Cold War o cuando el amor no puede con la Historia
Me pasa que cuando me gusta algo (un libro, una pintura, una película), me transformo en una enciclopedista intensa que busca toda la información posible sobre la obra como para prolongar el efecto de fascinación y también para terminar de entender/disfrutar de ella. Eso me pasó con Cold War, la notable película en blanco y negro del polaco Pavel Pawlikowski -quien se alzó con el premio al mejor director en el último Festival de Cannes y es el director de Ida, ganadora de un Oscar a mejor film extranjero- y que es posiblemente una de las mejores películas que vi en estos años.

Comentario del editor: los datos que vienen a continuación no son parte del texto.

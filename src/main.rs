//! Command line interface for xsdkit
//!
//! A thin wrapper over the library surface: validate XML files against a
//! schema, or decode them to JSON.

use clap::{Parser, Subcommand};
use std::path::PathBuf;
use std::process::ExitCode;

use xsdkit::{DecodeOptions, ValidationMode, XmlSchema};

#[derive(Parser)]
#[command(name = "xsdkit", version, about = "XML Schema validation and conversion")]
struct Cli {
    #[command(subcommand)]
    command: Command,
}

#[derive(Subcommand)]
enum Command {
    /// Validate XML documents against a schema
    Validate {
        /// Path to the XSD schema
        #[arg(short, long)]
        schema: PathBuf,
        /// XML documents to validate
        #[arg(required = true)]
        documents: Vec<PathBuf>,
    },
    /// Decode an XML document to JSON
    Decode {
        /// Path to the XSD schema
        #[arg(short, long)]
        schema: PathBuf,
        /// XML document to decode
        document: PathBuf,
        /// Validation mode: strict, lax or skip
        #[arg(short, long, default_value = "strict")]
        mode: String,
    },
}

fn main() -> ExitCode {
    let cli = Cli::parse();
    match run(cli) {
        Ok(code) => code,
        Err(e) => {
            eprintln!("error: {}", e);
            ExitCode::FAILURE
        }
    }
}

fn run(cli: Cli) -> xsdkit::Result<ExitCode> {
    match cli.command {
        Command::Validate { schema, documents } => {
            let schema = XmlSchema::from_file(&schema)?;
            let mut failures = 0usize;
            for document in &documents {
                let xml = std::fs::read_to_string(document)?;
                match schema.validate(&xml) {
                    Ok(()) => println!("{}: valid", document.display()),
                    Err(e) => {
                        failures += 1;
                        println!("{}: INVALID", document.display());
                        eprintln!("{}", e);
                    }
                }
            }
            Ok(if failures == 0 {
                ExitCode::SUCCESS
            } else {
                ExitCode::FAILURE
            })
        }
        Command::Decode {
            schema,
            document,
            mode,
        } => {
            let mode = ValidationMode::from_value(&mode)?;
            let schema = XmlSchema::from_file(&schema)?;
            let xml = std::fs::read_to_string(&document)?;
            let (value, errors) = schema.decode(
                &xml,
                &DecodeOptions {
                    mode,
                    ..DecodeOptions::default()
                },
            )?;
            println!(
                "{}",
                serde_json::to_string_pretty(&value)
                    .map_err(|e| xsdkit::Error::Value(e.to_string()))?
            );
            for error in &errors {
                eprintln!("warning: {}", error);
            }
            Ok(if errors.is_empty() {
                ExitCode::SUCCESS
            } else {
                ExitCode::FAILURE
            })
        }
    }
}
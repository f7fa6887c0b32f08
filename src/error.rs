//! Error types for xsdkit
//!
//! This module defines the whole error family used throughout the library:
//! schema parse errors, unresolved-reference errors and the validation error
//! kinds raised or collected while decoding and encoding instances.

use serde::Serialize;
use std::fmt;
use thiserror::Error;

use crate::names::QName;

/// Result type alias using the xsdkit [`Error`]
pub type Result<T> = std::result::Result<T, Error>;

/// Main error type for xsdkit operations
#[derive(Error, Debug)]
pub enum Error {
    /// Schema document violates an XSD grammar constraint
    #[error("parse error: {0}")]
    Parse(#[from] ParseError),

    /// A reference could not be resolved during registry resolution
    #[error("component not built: {0}")]
    NotBuilt(#[from] NotBuiltError),

    /// Instance does not conform to a component's constraints
    #[error("validation error: {0}")]
    Validation(ValidationError),

    /// Instance could not be decoded to a typed value
    #[error("decode error: {0}")]
    Decode(ValidationError),

    /// Value could not be encoded under the target component
    #[error("encode error: {0}")]
    Encode(ValidationError),

    /// Content model violation naming the expected particle
    #[error("children validation error: {0}")]
    Children(#[from] ChildrenValidationError),

    /// Resource loading error
    #[error("resource error: {0}")]
    Resource(String),

    /// URL parsing error
    #[error("URL error: {0}")]
    Url(#[from] url::ParseError),

    /// I/O error
    #[error("I/O error: {0}")]
    Io(#[from] std::io::Error),

    /// XML parsing error
    #[error("XML error: {0}")]
    Xml(String),

    /// Value error (invalid value for a type or argument)
    #[error("value error: {0}")]
    Value(String),

    /// Traversal depth limit exceeded
    #[error("limit exceeded: {0}")]
    LimitExceeded(String),
}

impl Error {
    /// Get the inner validation error for the instance-level kinds
    pub fn as_validation(&self) -> Option<&ValidationError> {
        match self {
            Error::Validation(e) | Error::Decode(e) | Error::Encode(e) => Some(e),
            Error::Children(e) => Some(&e.base),
            _ => None,
        }
    }

    /// Check if this error belongs to the instance-validation family
    pub fn is_validation(&self) -> bool {
        self.as_validation().is_some()
    }
}

/// XML Schema parsing error
///
/// Records a grammar violation found while building a schema component.
/// Parse errors are collected on the offending component and never abort
/// the build of sibling components.
#[derive(Debug, Clone, Serialize)]
pub struct ParseError {
    /// Error message
    pub message: String,
    /// Qualified name of the offending component, when known
    pub component: Option<String>,
    /// Location of the schema document
    pub location: Option<String>,
}

impl ParseError {
    /// Create a new parse error
    pub fn new(message: impl Into<String>) -> Self {
        Self {
            message: message.into(),
            component: None,
            location: None,
        }
    }

    /// Set the offending component
    pub fn with_component(mut self, component: impl Into<String>) -> Self {
        self.component = Some(component.into());
        self
    }

    /// Set the schema document location
    pub fn with_location(mut self, location: impl Into<String>) -> Self {
        self.location = Some(location.into());
        self
    }
}

impl fmt::Display for ParseError {
    fn fmt(&self, f: &mut fmt::Formatter<'_>) -> fmt::Result {
        write!(f, "{}", self.message)?;
        if let Some(ref component) = self.component {
            write!(f, " (component {})", component)?;
        }
        if let Some(ref location) = self.location {
            write!(f, " [{}]", location)?;
        }
        Ok(())
    }
}

impl std::error::Error for ParseError {}

/// Unresolved reference error
///
/// Produced by registry resolution for every `ref`/`type`/`base`/`itemType`/
/// `memberTypes` name that does not map to a built component. The referencing
/// component is unusable but the rest of the registry remains valid.
#[derive(Debug, Clone, Serialize)]
pub struct NotBuiltError {
    /// The name that failed to resolve
    pub name: String,
    /// Component category the name was looked up in
    pub category: &'static str,
    /// The component holding the dangling reference
    pub referrer: Option<String>,
}

impl NotBuiltError {
    /// Create a new not-built error
    pub fn new(name: impl Into<String>, category: &'static str) -> Self {
        Self {
            name: name.into(),
            category,
            referrer: None,
        }
    }

    /// Set the referencing component
    pub fn with_referrer(mut self, referrer: impl Into<String>) -> Self {
        self.referrer = Some(referrer.into());
        self
    }
}

impl fmt::Display for NotBuiltError {
    fn fmt(&self, f: &mut fmt::Formatter<'_>) -> fmt::Result {
        write!(f, "{} '{}' is not built", self.category, self.name)?;
        if let Some(ref referrer) = self.referrer {
            write!(f, " (referenced by {})", referrer)?;
        }
        Ok(())
    }
}

impl std::error::Error for NotBuiltError {}

/// Instance validation error with context
#[derive(Debug, Clone, Serialize)]
pub struct ValidationError {
    /// Error message
    pub message: String,
    /// Original reason for the failure
    pub reason: Option<String>,
    /// Path to the instance node that failed
    pub path: Option<String>,
    /// Schema component that raised the error
    pub component: Option<String>,
    /// Offending lexical value or node snippet
    pub value: Option<String>,
}

impl ValidationError {
    /// Create a new validation error
    pub fn new(message: impl Into<String>) -> Self {
        Self {
            message: message.into(),
            reason: None,
            path: None,
            component: None,
            value: None,
        }
    }

    /// Set the reason
    pub fn with_reason(mut self, reason: impl Into<String>) -> Self {
        self.reason = Some(reason.into());
        self
    }

    /// Set the instance path
    pub fn with_path(mut self, path: impl Into<String>) -> Self {
        self.path = Some(path.into());
        self
    }

    /// Set the schema component
    pub fn with_component(mut self, component: impl Into<String>) -> Self {
        self.component = Some(component.into());
        self
    }

    /// Set the qualified name of the schema component
    pub fn with_component_name(self, name: &QName) -> Self {
        self.with_component(name.to_string())
    }

    /// Set the offending value
    pub fn with_value(mut self, value: impl Into<String>) -> Self {
        self.value = Some(value.into());
        self
    }
}

impl fmt::Display for ValidationError {
    fn fmt(&self, f: &mut fmt::Formatter<'_>) -> fmt::Result {
        write!(f, "{}", self.message)?;
        if let Some(ref reason) = self.reason {
            write!(f, "\n\nReason: {}", reason)?;
        }
        if let Some(ref path) = self.path {
            write!(f, "\n\nPath: {}", path)?;
        }
        if let Some(ref component) = self.component {
            write!(f, "\n\nSchema component: {}", component)?;
        }
        if let Some(ref value) = self.value {
            write!(f, "\n\nValue: {}", value)?;
        }
        Ok(())
    }
}

impl std::error::Error for ValidationError {}

/// Content model violation
///
/// Names the expected particle with its occurrence bounds and the observed
/// count, so callers can report exactly which child was missing or in excess.
#[derive(Debug, Clone, Serialize)]
pub struct ChildrenValidationError {
    /// Base validation error
    pub base: ValidationError,
    /// Name of the expected particle
    pub particle: String,
    /// Expected minimum occurrences
    pub min_occurs: u32,
    /// Expected maximum occurrences (None = unbounded)
    pub max_occurs: Option<u32>,
    /// Observed occurrence count
    pub observed: usize,
    /// Index of the first offending child, when applicable
    pub index: Option<usize>,
}

impl ChildrenValidationError {
    /// Create a new children validation error
    pub fn new(
        particle: impl Into<String>,
        min_occurs: u32,
        max_occurs: Option<u32>,
        observed: usize,
    ) -> Self {
        let particle = particle.into();
        let bounds = match max_occurs {
            Some(max) => format!("between {} and {}", min_occurs, max),
            None => format!("at least {}", min_occurs),
        };
        let base = ValidationError::new(format!(
            "invalid number of occurrences for particle '{}'",
            particle
        ))
        .with_reason(format!("expected {}, found {}", bounds, observed));

        Self {
            base,
            particle,
            min_occurs,
            max_occurs,
            observed,
            index: None,
        }
    }

    /// Error for a child the content model does not admit at all
    pub fn unexpected(particle: impl Into<String>, index: usize) -> Self {
        let particle = particle.into();
        let base = ValidationError::new(format!(
            "unexpected child element '{}'",
            particle
        ))
        .with_reason("the content model does not allow this element here");
        Self {
            base,
            particle,
            min_occurs: 0,
            max_occurs: Some(0),
            observed: 1,
            index: Some(index),
        }
    }

    /// Set the index of the offending child
    pub fn at_index(mut self, index: usize) -> Self {
        self.index = Some(index);
        self
    }

    /// Set the instance path on the inner error
    pub fn with_path(mut self, path: impl Into<String>) -> Self {
        self.base = self.base.with_path(path);
        self
    }
}

impl fmt::Display for ChildrenValidationError {
    fn fmt(&self, f: &mut fmt::Formatter<'_>) -> fmt::Result {
        self.base.fmt(f)
    }
}

impl std::error::Error for ChildrenValidationError {}

impl From<ChildrenValidationError> for ValidationError {
    fn from(err: ChildrenValidationError) -> Self {
        err.base
    }
}
//! Complex type definitions

use super::attributes::XsdAttributeGroup;
use super::groups::XsdGroup;
use super::{Category, Component, ComponentInfo};
use crate::names::QName;

/// Derivation method for complex types
#[derive(Debug, Clone, Copy, PartialEq, Eq)]
pub enum DerivationMethod {
    /// Derived by restriction
    Restriction,
    /// Derived by extension
    Extension,
}

impl DerivationMethod {
    /// Parse from the derivation element's local tag name
    pub fn from_tag(tag: &str) -> Option<Self> {
        match tag {
            "restriction" => Some(Self::Restriction),
            "extension" => Some(Self::Extension),
            _ => None,
        }
    }
}

impl std::fmt::Display for DerivationMethod {
    fn fmt(&self, f: &mut std::fmt::Formatter<'_>) -> std::fmt::Result {
        match self {
            Self::Restriction => write!(f, "restriction"),
            Self::Extension => write!(f, "extension"),
        }
    }
}

/// The content of a complex type
#[derive(Debug, Clone)]
pub enum ContentModel {
    /// No children and no text
    Empty,
    /// Text-only content typed by a simple type (by name)
    Simple(QName),
    /// Child elements constrained by a model group
    Group(XsdGroup),
}

impl ContentModel {
    /// Get the model group, if the content is a group
    pub fn as_group(&self) -> Option<&XsdGroup> {
        match self {
            ContentModel::Group(group) => Some(group),
            _ => None,
        }
    }

    /// Get the simple content type name, if any
    pub fn as_simple(&self) -> Option<&QName> {
        match self {
            ContentModel::Simple(name) => Some(name),
            _ => None,
        }
    }

    /// Check if the content model admits an element with no children
    pub fn is_emptiable(&self) -> bool {
        match self {
            ContentModel::Empty => true,
            ContentModel::Simple(_) => false,
            ContentModel::Group(group) => group.is_emptiable(),
        }
    }
}

/// XSD complex type definition
#[derive(Debug, Clone)]
pub struct XsdComplexType {
    /// Shared component state
    pub info: ComponentInfo,
    /// The content model
    pub content: ContentModel,
    /// Attribute declarations of this type
    pub attributes: XsdAttributeGroup,
    /// Base type name, for derived types
    pub base: Option<QName>,
    /// Derivation method, when derived
    pub derivation: Option<DerivationMethod>,
    /// Whether text may be interleaved with child elements
    pub mixed: bool,
    /// Whether the type is abstract
    pub abstract_type: bool,
}

impl XsdComplexType {
    /// Create a complex type with the given content
    pub fn new(info: ComponentInfo, content: ContentModel) -> Self {
        Self {
            info,
            content,
            attributes: XsdAttributeGroup::anonymous(),
            base: None,
            derivation: None,
            mixed: false,
            abstract_type: false,
        }
    }

    /// Create a named global complex type
    pub fn global(name: QName, content: ContentModel) -> Self {
        Self::new(ComponentInfo::global(name), content)
    }

    /// Create an anonymous local complex type
    pub fn local(content: ContentModel) -> Self {
        Self::new(ComponentInfo::local(), content)
    }

    /// Create an empty complex type
    pub fn empty(info: ComponentInfo) -> Self {
        Self::new(info, ContentModel::Empty)
    }

    /// Set the base type and derivation method
    pub fn with_base(mut self, base: QName, method: DerivationMethod) -> Self {
        self.base = Some(base);
        self.derivation = Some(method);
        self
    }

    /// Check if content is empty
    pub fn is_empty(&self) -> bool {
        matches!(self.content, ContentModel::Empty)
            || self.content.as_group().is_some_and(XsdGroup::is_empty)
    }

    /// Check if this type has simple (text-only) content
    pub fn has_simple_content(&self) -> bool {
        self.content.as_simple().is_some()
    }
}

impl Component for XsdComplexType {
    fn info(&self) -> &ComponentInfo {
        &self.info
    }

    fn category(&self) -> Category {
        Category::Type
    }
}

#[cfg(test)]
mod tests {
    use super::*;
    use crate::components::elements::{ElementTypeRef, XsdElement};
    use crate::components::groups::ModelType;
    use crate::components::particles::Occurs;

    #[test]
    fn test_empty_type() {
        let ct = XsdComplexType::empty(ComponentInfo::global(QName::local("Empty")));
        assert!(ct.is_empty());
        assert!(!ct.has_simple_content());
        assert!(ct.content.is_emptiable());
    }

    #[test]
    fn test_simple_content() {
        let ct = XsdComplexType::global(
            QName::local("Measure"),
            ContentModel::Simple(QName::local("decimal")),
        );
        assert!(ct.has_simple_content());
        assert!(!ct.content.is_emptiable());
        assert_eq!(ct.content.as_simple(), Some(&QName::local("decimal")));
    }

    #[test]
    fn test_group_content() {
        let mut group = XsdGroup::new(ModelType::Sequence);
        group.push_element(
            XsdElement::local(QName::local("child"), ElementTypeRef::AnyType),
            Occurs::once(),
        );
        let ct = XsdComplexType::global(QName::local("Parent"), ContentModel::Group(group));
        assert!(!ct.is_empty());
        assert!(ct.content.as_group().is_some());
    }

    #[test]
    fn test_derivation() {
        let ct = XsdComplexType::local(ContentModel::Empty)
            .with_base(QName::local("Base"), DerivationMethod::Extension);
        assert_eq!(ct.base, Some(QName::local("Base")));
        assert_eq!(ct.derivation, Some(DerivationMethod::Extension));
        assert_eq!(DerivationMethod::from_tag("restriction"), Some(DerivationMethod::Restriction));
        assert_eq!(DerivationMethod::from_tag("union"), None);
    }

    #[test]
    fn test_recursive_content_is_representable() {
        // A type whose content references itself by name builds without
        // eager embedding; the registry resolves the key later.
        let name = QName::local("Tree");
        let mut group = XsdGroup::new(ModelType::Sequence);
        group.push_element(
            XsdElement::local(
                QName::local("branch"),
                ElementTypeRef::Named(name.clone()),
            ),
            Occurs::zero_or_more(),
        );
        let ct = XsdComplexType::global(name.clone(), ContentModel::Group(group));
        let refs = ct.content.as_group().unwrap().referenced_names();
        assert!(refs.contains(&(Category::Type, name)));
    }
}
//! # xsdkit
//!
//! Schema-driven XML validation, decoding and encoding for Rust.
//!
//! The crate parses XSD schema documents into a typed component model,
//! resolves references across included/imported/redefined documents into a
//! global registry, and uses the resolved registry to validate XML instances
//! and map them to and from structured data.
//!
//! ## Example
//!
//! ```rust
//! use xsdkit::XmlSchema;
//!
//! let schema = XmlSchema::from_str(r#"
//!     <xs:schema xmlns:xs="http://www.w3.org/2001/XMLSchema">
//!       <xs:element name="greeting" type="xs:string"/>
//!     </xs:schema>"#).unwrap();
//!
//! assert!(schema.is_valid("<greeting>hello</greeting>"));
//! let json = schema.to_json("<greeting>hello</greeting>").unwrap();
//! assert_eq!(json, "\"hello\"");
//! ```

#![warn(missing_docs)]
#![warn(clippy::all)]

pub mod error;

pub mod locations;
pub mod names;

pub mod documents;

pub mod builtins;
pub mod facets;

pub mod components;

pub mod builder;
pub mod registry;

pub mod converters;
pub mod engine;
pub mod validation;

pub mod schema;

pub use error::{
    ChildrenValidationError, Error, NotBuiltError, ParseError, Result, ValidationError,
};
pub use names::QName;
pub use schema::{validate, DecodeOptions, EncodeOptions, LocationMap, XmlSchema, XmlSchemaBuilder};
pub use validation::ValidationMode;

/// Version of the xsdkit library
pub const VERSION: &str = env!("CARGO_PKG_VERSION");

/// XML Schema namespace
pub const XSD_NAMESPACE: &str = "http://www.w3.org/2001/XMLSchema";

/// XML Schema Instance namespace
pub const XSI_NAMESPACE: &str = "http://www.w3.org/2001/XMLSchema-instance";

/// XML namespace
pub const XML_NAMESPACE: &str = "http://www.w3.org/XML/1998/namespace";
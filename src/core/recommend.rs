//! Recommendation payload assembly
//!
//! Composes the eligibility filter and the progress tracker into the
//! single outbound value the recommendation-generation collaborator
//! consumes. Nothing here ranks, scores, or explains courses; that is
//! the collaborator's job. This module only materializes its input.

use crate::core::config::Config;
use crate::core::eligibility::available_courses;
use crate::core::error::RequirementError;
use crate::core::models::{Catalog, Course, MajorTable, Student};
use crate::core::progress::{progress, MajorProgress, RemainingGroup};
use serde::Serialize;

/// Student context carried into the recommendation payload
#[derive(Debug, Clone, PartialEq, Eq, Serialize)]
pub struct StudentInfo {
    /// Display name
    pub name: String,
    /// Declared major (empty when undeclared)
    pub major: String,
    /// Class year
    pub year: String,
    /// Completed course codes
    pub completed_courses: Vec<String>,
    /// Standing interests from the student record
    pub interests: Vec<String>,
    /// Career path supplied with this request
    pub career_path: String,
    /// Side interests supplied with this request
    pub side_interests: Vec<String>,
}

/// Semester context carried into the recommendation payload
#[derive(Debug, Clone, PartialEq, Eq, Serialize)]
pub struct SemesterInfo {
    /// Target semester tag
    pub semester: String,
    /// Minimum credits to aim for
    pub target_credits_min: u32,
    /// Maximum credits to aim for
    pub target_credits_max: u32,
}

/// The outbound payload for the recommendation collaborator
///
/// This is the shape downstream prompting consumes verbatim; it is
/// recomputed per request and never persisted.
#[derive(Debug, Clone, PartialEq, Serialize)]
pub struct RecommendationInput {
    /// Courses the student may take, in catalog order
    pub eligible_courses: Vec<Course>,
    /// Progress toward the declared major, when one is declared
    pub major_progress: Option<MajorProgress>,
    /// Outstanding requirement deficits, when a major is declared
    pub remaining_requirements: Vec<RemainingGroup>,
    /// Student context
    pub student: StudentInfo,
    /// Semester context with the configured credit-target window
    pub semester: SemesterInfo,
}

/// Build the recommendation payload for one planning request
///
/// Eligibility ignores the major (electives stay visible); the major
/// only populates the progress and remaining-requirements views. An
/// undeclared major leaves both views empty.
///
/// # Arguments
/// * `student` - The student record
/// * `career_path` - Career path supplied with this request
/// * `side_interests` - Side interests supplied with this request
/// * `target_semester` - Semester tag to plan for
/// * `catalog` - Catalog snapshot for this request
/// * `majors` - The static requirement table
/// * `config` - Planner configuration (credit-target window)
///
/// # Errors
/// Returns a [`RequirementError`] when the declared major's requirement
/// configuration is structurally defective
pub fn build_recommendation_input(
    student: &Student,
    career_path: &str,
    side_interests: &[String],
    target_semester: &str,
    catalog: &Catalog,
    majors: &MajorTable,
    config: &Config,
) -> Result<RecommendationInput, RequirementError> {
    let major = student.has_major().then_some(student.major.as_str());

    let eligible_courses: Vec<Course> =
        available_courses(&student.completed_courses, target_semester, catalog, major)
            .into_iter()
            .cloned()
            .collect();

    let major_progress = match major {
        Some(major) => Some(progress(
            major,
            &student.completed_courses,
            catalog,
            majors,
        )?),
        None => None,
    };
    let remaining_requirements = major_progress
        .as_ref()
        .map(|p| p.remaining_groups.clone())
        .unwrap_or_default();

    Ok(RecommendationInput {
        eligible_courses,
        major_progress,
        remaining_requirements,
        student: StudentInfo {
            name: student.name.clone(),
            major: student.major.clone(),
            year: student.year.clone(),
            completed_courses: student.completed_courses.clone(),
            interests: student.interests.clone(),
            career_path: career_path.to_string(),
            side_interests: side_interests.to_vec(),
        },
        semester: SemesterInfo {
            semester: target_semester.to_string(),
            target_credits_min: config.planning.target_credits_min,
            target_credits_max: config.planning.target_credits_max,
        },
    })
}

Año 1949, en Polonia. En pleno vigor del estalinismo, Wiktor (Tom Kot) es un músico que recluta jóvenes por los pueblos para llevar la raíz de la música y la danza local a los escenarios nacionales e internacionales. En uno de esos pueblos conoce y se enamora de Zula (Joanna Kulig, en una caracterización que por momentos hace recordar la belleza extrema de Gena Rowlands), una muchacha bonita y talentosa con un pasado oscuro, quien ha estado en prisión por atacar a su padre. Cuando Wiktor le pregunta qué sucedió, ella responde con precisión: "Me confundió con mi madre y usé un cuchillo que tenía para que entendiera la diferencia".
Lo que sigue es la historia de una pasión desesperada en un contexto sombrío, en un tiempo y una cultura en los que la delación era un principio social y la obediencia debida al partido comunista dominaba cualquier clase de relación humana. A lo largo de 15 años, Wiktor y Zula se seguirán buscando -y dañando- obsesivamente en diferentes escenarios (Francia, Croacia, Alemania), aún sabiendo que no tienen chance de construir un futuro en común.
El relato -basado en la historia de los padres del director, cuya relación fue un desastre y cuyos nombres reales son los de los personajes- está colmado de blancos, como si Pawlicovski hubiera buscado ofrecer un fresco de postales apasionadas y sombrías que todo el tiempo echan a rodar preguntas. El espectador solo sabe lo que pasa cuando están juntos; lo que sucede en los intervalos de separación es un enigma que solo se repone vagamente a través de alguna imagen, algún personaje, alguna sutileza deslizada al pasar. Entre una y otra escena -entre una y otra postal amarga-, el fundido a negro puede leerse como un signo de la oscuridad del vínculo entre un hombre y una mujer que no pueden estar juntos pero tampoco admiten una vida separados.
A lo largo de Cold War, Wiktor es puro sufrimiento mientras Zula es el grado cero de la angustia. Los años que pasan (en el medio hay paseos románticos por el Sena, humo y alcohol en clubes nocturnos, pero también prisiones y clandestinidad dolorosa) los muestran cada vez más lejos de la dicha y más cerca del tormento. Todo es pura soledad aún en los momentos en que están juntos. La escena de Zula subiéndose a la barra del night club para bailar salvajemente Rock Around the Clock de Bill Haley es un escándalo de belleza y desasosiego.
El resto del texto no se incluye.